» BRIEF: Nothing in the data should be left out, so repeat it all exactly.
>>>
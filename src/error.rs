use std::time::Duration;

use thiserror::Error;

use crate::codec::CodecError;

#[derive(Debug, Error)]
pub enum RobolinkError {
    #[error("invalid configuration: {reason}")]
    Config { reason: String },

    #[error("connection failed for `{address}`: {reason}")]
    Connection { address: String, reason: String },

    #[error("handshake with `{address}` failed: {reason}")]
    Handshake { address: String, reason: String },

    #[error("failed to launch `{path}`: {reason}")]
    Launch { path: String, reason: String },

    #[error("`{path}` did not report ready within {timeout:?}")]
    LaunchTimeout { path: String, timeout: Duration },

    #[error("cannot establish session with `{address}` after launching `{path}`: {reason}")]
    SessionUnavailable {
        address: String,
        path: String,
        reason: String,
    },

    #[error("transport send failed: {reason}")]
    TransportSend { reason: String },

    #[error("transport receive failed: {reason}")]
    TransportReceive { reason: String },

    #[error("read timed out after {timeout:?}")]
    Timeout { timeout: Duration },

    #[error("remote closed the connection")]
    Disconnected,

    #[error("stream framing lost: {reason}")]
    Framing { reason: String },

    #[error("invalid or stale item handle")]
    InvalidHandle,

    #[error("remote error (status {code}): {message}")]
    Application { code: i32, message: String },

    #[error("remote reported an invalid license")]
    InvalidLicense,

    #[error("unknown status `{code}`: {message}")]
    UnknownStatus { code: i32, message: String },

    #[error("argument mismatch for `{command}`: {reason}")]
    ArgumentMismatch { command: String, reason: String },

    #[error("a previous request has not been fully drained")]
    RequestInFlight,

    #[error("session was discarded after a fatal error; reconnect first")]
    SessionPoisoned,

    #[error("item still busy after {timeout:?}")]
    WaitTimeout { timeout: Duration },

    #[error("client worker is unavailable")]
    TransportClosed,

    #[error("runtime task join failed: {0}")]
    RuntimeJoin(String),
}

impl RobolinkError {
    /// Whether the session's byte stream can no longer be trusted.
    ///
    /// Session-fatal errors require discarding the socket and reconnecting;
    /// every other error leaves the session usable for the next call.
    pub fn is_session_fatal(&self) -> bool {
        matches!(
            self,
            Self::TransportSend { .. }
                | Self::TransportReceive { .. }
                | Self::Timeout { .. }
                | Self::Disconnected
                | Self::Framing { .. }
                | Self::InvalidLicense
                | Self::RequestInFlight
                | Self::SessionPoisoned
        )
    }

    /// Whether reconnecting (and possibly relaunching) may cure the error.
    pub fn is_retryable(&self) -> bool {
        matches!(
            self,
            Self::Connection { .. }
                | Self::Handshake { .. }
                | Self::Timeout { .. }
                | Self::Disconnected
                | Self::Framing { .. }
                | Self::SessionPoisoned
                | Self::TransportClosed
        )
    }
}

impl From<CodecError> for RobolinkError {
    fn from(err: CodecError) -> Self {
        Self::Framing {
            reason: err.to_string(),
        }
    }
}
<<<
» YOUR SOLUTION:
filename src/error.rs
use std::time::Duration;

use thiserror::Error;

use crate::codec::CodecError;

#[derive(Debug, Error)]
pub enum RobolinkError {
    #[error("invalid configuration: {reason}")]
    Config { reason: String },

    #[error("connection failed for `{address}`: {reason}")]
    Connection { address: String, reason: String },

    #[error("handshake with `{address}` failed: {reason}")]
    Handshake { address: String, reason: String },

    #[error("failed to launch `{path}`: {reason}")]
    Launch { path: String, reason: String },

    #[error("`{path}` did not report ready within {timeout:?}")]
    LaunchTimeout { path: String, timeout: Duration },

    #[error("cannot establish session with `{address}` after launching `{path}`: {reason}")]
    SessionUnavailable {
        address: String,
        path: String,
        reason: String,
    },

    #[error("transport send failed: {reason}")]
    TransportSend { reason: String },

    #[error("transport receive failed: {reason}")]
    TransportReceive { reason: String },

    #[error("read timed out after {timeout:?}")]
    Timeout { timeout: Duration },

    #[error("remote closed the connection")]
    Disconnected,

    #[error("stream framing lost: {reason}")]
    Framing { reason: String },

    #[error("invalid or stale item handle")]
    InvalidHandle,

    #[error("remote error (status {code}): {message}")]
    Application { code: i32, message: String },

    #[error("remote reported an invalid license")]
    InvalidLicense,

    #[error("unknown status `{code}`: {message}")]
    UnknownStatus { code: i32, message: String },

    #[error("argument mismatch for `{command}`: {reason}")]
    ArgumentMismatch { command: String, reason: String },

    #[error("a previous request has not been fully drained")]
    RequestInFlight,

    #[error("session was discarded after a fatal error; reconnect first")]
    SessionPoisoned,

    #[error("item still busy after {timeout:?}")]
    WaitTimeout { timeout: Duration },

    #[error("client worker is unavailable")]
    TransportClosed,

    #[error("runtime task join failed: {0}")]
    RuntimeJoin(String),
}

impl RobolinkError {
    /// Whether the session's byte stream can no longer be trusted.
    ///
    /// Session-fatal errors require discarding the socket and reconnecting;
    /// every other error leaves the session usable for the next call.
    pub fn is_session_fatal(&self) -> bool {
        matches!(
            self,
            Self::TransportSend { .. }
                | Self::TransportReceive { .. }
                | Self::Timeout { .. }
                | Self::Disconnected
                | Self::Framing { .. }
                | Self::InvalidLicense
                | Self::RequestInFlight
                | Self::SessionPoisoned
        )
    }

    /// Whether reconnecting (and possibly relaunching) may cure the error.
    pub fn is_retryable(&self) -> bool {
        matches!(
            self,
            Self::Connection { .. }
                | Self::Handshake { .. }
                | Self::Timeout { .. }
                | Self::Disconnected
                | Self::Framing { .. }
                | Self::SessionPoisoned
                | Self::TransportClosed
        )
    }
}

impl From<CodecError> for RobolinkError {
    fn from(err: CodecError) -> Self {
        Self::Framing {
            reason: err.to_string(),
        }
    }
}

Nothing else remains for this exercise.